If you don't want to use chickpeas, you can substitute black eyed peas, which is what we did because we had those on hand. (Well, ok, we didn't really have any rainbow chard just lying around, but we already had the peas.) If you're making it for little ones or you don't like things very hot, then only use a little hot sauce...it doesn't have a spicy taste it just has a bit of flavor. And you could totally leave out the bacon, it didn't really add or take away anything important.
3 slices bacon, chopped
1 medium onion, chopped
4 garlic cloves, chopped
1 large carrot, diced
1 (6-ounce) piece smoked ham steak, diced into 1/4-inch cubes
1/2 teaspoon red pepper flakes
Salt and freshly cracked black pepper
1 small bunch Swiss chard, stemmed and sliced into thin ribbons
1 quart low-sodium chicken broth
1 (16-ounce) can chickpeas or black-eyed peas, drained and rinsed
1 (15-ounce) can diced tomatoes
Hot sauce, as needed
Worcestershire sauce, as needed
Grated Parmesan, for garnish
Add the bacon to a heavy-bottomed Dutch oven over medium heat. Fry until crisp, then transfer to a paper towel-lined plate and reserve. To the same Dutch oven, add the onion, garlic, and carrot, and saute until the vegetables are tender, roughly 4 minutes. Add the ham steak and red pepper flakes and adjust the seasonings with salt and black pepper, to taste. Add the Swiss chard and saute until it begins to soften.

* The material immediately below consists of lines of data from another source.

//! Output sink and terminal size detection.
//!
//! A document writes to an [`Output`]: any `Write` sink paired with a
//! [`SizeProbe`] that reports the terminal extents when the sink is one.
//! Plain writers (files, buffers, pipes) have no size; the document then
//! relies on an explicit size or renders with zero extents.

use std::io::{self, IsTerminal, Write};

use crate::types::TerminalSize;

// =============================================================================
// Size Probe
// =============================================================================

/// Reports the size of the terminal behind an output sink.
pub trait SizeProbe: Send {
    /// `None` when the sink is not a terminal or the size is unavailable.
    fn probe(&self) -> Option<TerminalSize>;
}

/// Which standard stream a [`CrosstermProbe`] checks.
#[derive(Debug, Clone, Copy, PartialEq, Eq)]
pub enum Stream {
    Stdout,
    Stderr,
}

/// Size probe backed by `crossterm::terminal::size`.
///
/// Only reports a size while the chosen stream is attached to a terminal.
#[derive(Debug, Clone, Copy)]
pub struct CrosstermProbe {
    stream: Stream,
}

impl CrosstermProbe {
    pub fn new(stream: Stream) -> Self {
        Self { stream }
    }

    fn is_terminal(&self) -> bool {
        match self.stream {
            Stream::Stdout => io::stdout().is_terminal(),
            Stream::Stderr => io::stderr().is_terminal(),
        }
    }
}

impl SizeProbe for CrosstermProbe {
    fn probe(&self) -> Option<TerminalSize> {
        if !self.is_terminal() {
            return None;
        }
        crossterm::terminal::size()
            .ok()
            .map(|(cols, rows)| TerminalSize::new(rows, cols))
    }
}

/// Probe for sinks that are never terminals.
#[derive(Debug, Clone, Copy, Default)]
pub struct NoProbe;

impl SizeProbe for NoProbe {
    fn probe(&self) -> Option<TerminalSize> {
        None
    }
}

/// Probe that always reports the same size.
#[derive(Debug, Clone, Copy)]
pub struct FixedProbe(pub TerminalSize);

impl SizeProbe for FixedProbe {
    fn probe(&self) -> Option<TerminalSize> {
        Some(self.0)
    }
}

// =============================================================================
// Output
// =============================================================================

/// Where a document draws.
pub struct Output {
    writer: Box<dyn Write + Send>,
    probe: Box<dyn SizeProbe>,
}

impl Output {
    /// A plain writer without a size.
    pub fn new(writer: impl Write + Send + 'static) -> Self {
        Self {
            writer: Box::new(writer),
            probe: Box::new(NoProbe),
        }
    }

    /// Standard output, sized from the terminal when it is one.
    pub fn stdout() -> Self {
        Self::new(io::stdout()).with_probe(CrosstermProbe::new(Stream::Stdout))
    }

    /// Standard error, sized from the terminal when it is one.
    pub fn stderr() -> Self {
        Self::new(io::stderr()).with_probe(CrosstermProbe::new(Stream::Stderr))
    }

    pub fn with_probe(mut self, probe: impl SizeProbe + 'static) -> Self {
        self.probe = Box::new(probe);
        self
    }

    pub fn size(&self) -> Option<TerminalSize> {
        self.probe.probe()
    }

    pub fn writer(&mut self) -> &mut (dyn Write + Send) {
        self.writer.as_mut()
    }
}

impl std::fmt::Debug for Output {
    fn fmt(&self, f: &mut std::fmt::Formatter<'_>) -> std::fmt::Result {
        f.debug_struct("Output").field("size", &self.size()).finish()
    }
}

#[cfg(test)]
mod tests {
    use super::*;

    #[test]
    fn test_plain_writer_has_no_size() {
        let output = Output::new(Vec::new());
        assert_eq!(output.size(), None);
    }

    #[test]
    fn test_fixed_probe() {
        let output = Output::new(io::sink()).with_probe(FixedProbe(TerminalSize::new(24, 80)));
        assert_eq!(output.size(), Some(TerminalSize::new(24, 80)));
    }
}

Stir in the chicken broth, chickpeas or black-eyed peas, and the canned tomatoes with their juices. Bring the soup to a boil, then reduce the heat to a simmer and let cook for 30 minutes. Taste for seasoning and add more salt and pepper, if necessary. Splash with some hot sauce and Worcestershire sauce. Ladle the soup into serving bowls and sprinkle each serving with Parmesan cheese and bacon.